*** MATERIAL PROVIDED ***
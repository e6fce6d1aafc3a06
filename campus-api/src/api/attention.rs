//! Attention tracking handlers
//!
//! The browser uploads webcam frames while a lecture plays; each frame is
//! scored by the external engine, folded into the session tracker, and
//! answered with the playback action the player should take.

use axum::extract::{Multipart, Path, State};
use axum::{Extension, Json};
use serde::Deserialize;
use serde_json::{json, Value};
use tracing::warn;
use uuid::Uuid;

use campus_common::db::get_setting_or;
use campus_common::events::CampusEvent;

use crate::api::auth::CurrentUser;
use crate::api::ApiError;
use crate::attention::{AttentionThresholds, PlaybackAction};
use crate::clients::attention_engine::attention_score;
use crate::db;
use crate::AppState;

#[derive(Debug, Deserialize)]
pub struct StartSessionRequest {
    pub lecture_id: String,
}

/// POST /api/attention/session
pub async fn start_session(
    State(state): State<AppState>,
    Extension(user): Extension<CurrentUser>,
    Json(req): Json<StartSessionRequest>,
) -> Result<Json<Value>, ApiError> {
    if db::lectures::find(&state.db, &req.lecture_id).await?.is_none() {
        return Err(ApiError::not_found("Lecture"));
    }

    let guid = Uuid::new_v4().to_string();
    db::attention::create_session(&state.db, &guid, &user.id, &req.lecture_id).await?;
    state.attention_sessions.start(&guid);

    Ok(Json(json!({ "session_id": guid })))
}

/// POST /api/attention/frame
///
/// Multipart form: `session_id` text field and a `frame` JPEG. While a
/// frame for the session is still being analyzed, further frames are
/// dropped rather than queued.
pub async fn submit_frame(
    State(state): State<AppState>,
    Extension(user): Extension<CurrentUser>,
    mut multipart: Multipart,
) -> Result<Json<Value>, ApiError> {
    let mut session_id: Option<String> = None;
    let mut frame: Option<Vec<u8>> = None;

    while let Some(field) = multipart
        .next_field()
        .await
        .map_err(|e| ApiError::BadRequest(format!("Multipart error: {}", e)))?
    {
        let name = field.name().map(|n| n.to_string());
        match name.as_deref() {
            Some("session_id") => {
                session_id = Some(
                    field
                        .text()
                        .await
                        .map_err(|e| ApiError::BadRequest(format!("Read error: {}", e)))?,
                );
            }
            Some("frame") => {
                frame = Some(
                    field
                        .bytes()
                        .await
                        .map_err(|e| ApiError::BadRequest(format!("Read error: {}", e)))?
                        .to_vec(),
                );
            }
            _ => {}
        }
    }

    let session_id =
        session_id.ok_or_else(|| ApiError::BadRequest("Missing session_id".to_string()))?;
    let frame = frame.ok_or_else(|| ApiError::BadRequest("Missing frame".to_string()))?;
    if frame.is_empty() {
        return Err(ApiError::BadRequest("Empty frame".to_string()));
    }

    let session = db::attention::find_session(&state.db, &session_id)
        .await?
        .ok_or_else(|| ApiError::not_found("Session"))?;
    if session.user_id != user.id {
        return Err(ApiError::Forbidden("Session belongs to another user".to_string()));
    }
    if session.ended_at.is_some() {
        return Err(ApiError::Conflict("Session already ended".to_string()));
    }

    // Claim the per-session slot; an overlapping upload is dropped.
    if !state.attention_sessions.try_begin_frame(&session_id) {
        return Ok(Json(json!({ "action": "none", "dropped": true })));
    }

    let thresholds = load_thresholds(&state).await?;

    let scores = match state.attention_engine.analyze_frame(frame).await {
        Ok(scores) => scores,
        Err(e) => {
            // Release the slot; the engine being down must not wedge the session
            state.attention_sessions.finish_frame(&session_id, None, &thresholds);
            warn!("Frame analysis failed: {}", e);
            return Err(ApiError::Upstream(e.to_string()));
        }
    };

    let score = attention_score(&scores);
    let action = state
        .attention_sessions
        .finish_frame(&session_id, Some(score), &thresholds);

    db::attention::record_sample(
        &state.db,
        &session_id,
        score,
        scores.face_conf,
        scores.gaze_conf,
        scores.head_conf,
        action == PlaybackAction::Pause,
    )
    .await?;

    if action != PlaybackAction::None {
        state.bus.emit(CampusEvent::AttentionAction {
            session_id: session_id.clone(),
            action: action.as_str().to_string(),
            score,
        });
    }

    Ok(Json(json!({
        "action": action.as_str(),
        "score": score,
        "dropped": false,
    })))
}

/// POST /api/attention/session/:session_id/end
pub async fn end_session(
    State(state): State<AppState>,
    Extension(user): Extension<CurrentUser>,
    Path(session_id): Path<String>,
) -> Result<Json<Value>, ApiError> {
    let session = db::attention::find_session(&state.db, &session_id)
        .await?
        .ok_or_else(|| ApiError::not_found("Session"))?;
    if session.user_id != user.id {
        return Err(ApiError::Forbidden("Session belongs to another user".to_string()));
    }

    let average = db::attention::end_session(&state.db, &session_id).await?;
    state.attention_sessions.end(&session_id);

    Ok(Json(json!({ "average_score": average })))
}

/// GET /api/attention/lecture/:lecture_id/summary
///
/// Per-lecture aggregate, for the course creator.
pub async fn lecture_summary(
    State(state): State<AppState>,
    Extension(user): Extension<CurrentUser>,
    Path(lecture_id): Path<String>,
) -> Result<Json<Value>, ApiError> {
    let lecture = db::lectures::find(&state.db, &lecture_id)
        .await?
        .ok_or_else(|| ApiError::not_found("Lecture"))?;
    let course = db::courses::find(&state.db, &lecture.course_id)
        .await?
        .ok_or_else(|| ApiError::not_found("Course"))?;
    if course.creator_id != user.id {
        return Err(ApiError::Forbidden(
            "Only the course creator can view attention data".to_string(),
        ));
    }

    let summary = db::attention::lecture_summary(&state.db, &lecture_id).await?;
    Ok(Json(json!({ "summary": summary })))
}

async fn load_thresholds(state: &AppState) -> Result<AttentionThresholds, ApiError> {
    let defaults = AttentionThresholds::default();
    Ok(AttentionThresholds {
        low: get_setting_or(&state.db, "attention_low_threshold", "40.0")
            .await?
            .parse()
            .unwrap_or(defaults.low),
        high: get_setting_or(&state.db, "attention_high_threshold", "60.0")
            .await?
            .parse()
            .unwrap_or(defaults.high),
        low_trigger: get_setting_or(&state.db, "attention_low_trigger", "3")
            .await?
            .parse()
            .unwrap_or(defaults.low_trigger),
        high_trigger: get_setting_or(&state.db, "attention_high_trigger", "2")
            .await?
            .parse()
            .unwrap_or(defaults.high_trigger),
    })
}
***
● ASSIGNMENT:
Look over the listing above and copy each line that contains "guid".

● SOLUTION TO THIS TASK:
    let guid = Uuid::new_v4().to_string();
    db::attention::create_session(&state.db, &guid, &user.id, &req.lecture_id).await?;
    state.attention_sessions.start(&guid);
    Ok(Json(json!({ "session_id": guid })))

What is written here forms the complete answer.